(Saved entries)
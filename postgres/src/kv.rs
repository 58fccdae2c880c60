//! A JSON key/value table usable from inside a [`PgTx`].
//!
//! Small enough for counters, idempotency keys and demo endpoints; real
//! applications run their own queries on [`PgTx::conn`].

use serde_json::Value;
use sqlx::Row;
use sqlx::postgres::PgPool;
use txapi_core::ApiError;

use crate::{PgTx, map_sqlx_error};

/// Table used by the helpers.
pub const TABLE: &str = "txapi_kv";

/// Create the key/value table if it does not exist.
///
/// # Errors
///
/// Returns an internal error if the statement fails.
pub async fn ensure_schema(pool: &PgPool) -> Result<(), ApiError> {
    sqlx::query(
        r"
        CREATE TABLE IF NOT EXISTS txapi_kv (
            key TEXT PRIMARY KEY,
            value JSONB NOT NULL,
            updated_at TIMESTAMPTZ NOT NULL DEFAULT now()
        )
        ",
    )
    .execute(pool)
    .await
    .map_err(map_sqlx_error)?;
    Ok(())
}

/// Read a value.
///
/// # Errors
///
/// Retryable conflict on serialization failure, internal error otherwise.
pub async fn get(tx: &mut PgTx, key: &str) -> Result<Option<Value>, ApiError> {
    let row = sqlx::query("SELECT value FROM txapi_kv WHERE key = $1")
        .bind(key)
        .fetch_optional(tx.conn())
        .await
        .map_err(map_sqlx_error)?;

    row.map(|r| r.try_get::<Value, _>("value"))
        .transpose()
        .map_err(map_sqlx_error)
}

/// Insert or replace a value.
///
/// # Errors
///
/// Retryable conflict on serialization failure, internal error otherwise.
pub async fn put(tx: &mut PgTx, key: &str, value: &Value) -> Result<(), ApiError> {
    sqlx::query(
        r"
        INSERT INTO txapi_kv (key, value) VALUES ($1, $2)
        ON CONFLICT (key) DO UPDATE SET value = EXCLUDED.value, updated_at = now()
        ",
    )
    .bind(key)
    .bind(value)
    .execute(tx.conn())
    .await
    .map_err(map_sqlx_error)?;
    Ok(())
}

/// Delete a value. Returns whether it existed.
///
/// # Errors
///
/// Retryable conflict on serialization failure, internal error otherwise.
pub async fn delete(tx: &mut PgTx, key: &str) -> Result<bool, ApiError> {
    let result = sqlx::query("DELETE FROM txapi_kv WHERE key = $1")
        .bind(key)
        .execute(tx.conn())
        .await
        .map_err(map_sqlx_error)?;
    Ok(result.rows_affected() > 0)
}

#### REQUIRED WORK:
A word-for-word restatement of the data above is required.

#### SOLUTION BELOW:
filename postgres/src/kv.rs
repository 58fccdae2c880c60
//! A JSON key/value table usable from inside a [`PgTx`].
//!
//! Small enough for counters, idempotency keys and demo endpoints; real
//! applications run their own queries on [`PgTx::conn`].

use serde_json::Value;
use sqlx::Row;
use sqlx::postgres::PgPool;
use txapi_core::ApiError;

use crate::{PgTx, map_sqlx_error};

/// Table used by the helpers.
pub const TABLE: &str = "txapi_kv";

/// Create the key/value table if it does not exist.
///
/// # Errors
///
/// Returns an internal error if the statement fails.
pub async fn ensure_schema(pool: &PgPool) -> Result<(), ApiError> {
    sqlx::query(
        r"
        CREATE TABLE IF NOT EXISTS txapi_kv (
            key TEXT PRIMARY KEY,
            value JSONB NOT NULL,
            updated_at TIMESTAMPTZ NOT NULL DEFAULT now()
        )
        ",
    )
    .execute(pool)
    .await
    .map_err(map_sqlx_error)?;
    Ok(())
}

/// Read a value.
///
/// # Errors
///
/// Retryable conflict on serialization failure, internal error otherwise.
pub async fn get(tx: &mut PgTx, key: &str) -> Result<Option<Value>, ApiError> {
    let row = sqlx::query("SELECT value FROM txapi_kv WHERE key = $1")
        .bind(key)
        .fetch_optional(tx.conn())
        .await
        .map_err(map_sqlx_error)?;

    row.map(|r| r.try_get::<Value, _>("value"))
        .transpose()
        .map_err(map_sqlx_error)
}

/// Insert or replace a value.
///
/// # Errors
///
/// Retryable conflict on serialization failure, internal error otherwise.
pub async fn put(tx: &mut PgTx, key: &str, value: &Value) -> Result<(), ApiError> {
    sqlx::query(
        r"
        INSERT INTO txapi_kv (key, value) VALUES ($1, $2)
        ON CONFLICT (key) DO UPDATE SET value = EXCLUDED.value, updated_at = now()
        ",
    )
    .bind(key)
    .bind(value)
    .execute(tx.conn())
    .await
    .map_err(map_sqlx_error)?;
    Ok(())
}

/// Delete a value. Returns whether it existed.
///
/// # Errors
///
/// Retryable conflict on serialization failure, internal error otherwise.
pub async fn delete(tx: &mut PgTx, key: &str) -> Result<bool, ApiError> {
    let result = sqlx::query("DELETE FROM txapi_kv WHERE key = $1")
        .bind(key)
        .execute(tx.conn())
        .await
        .map_err(map_sqlx_error)?;
    Ok(result.rows_affected() > 0)
}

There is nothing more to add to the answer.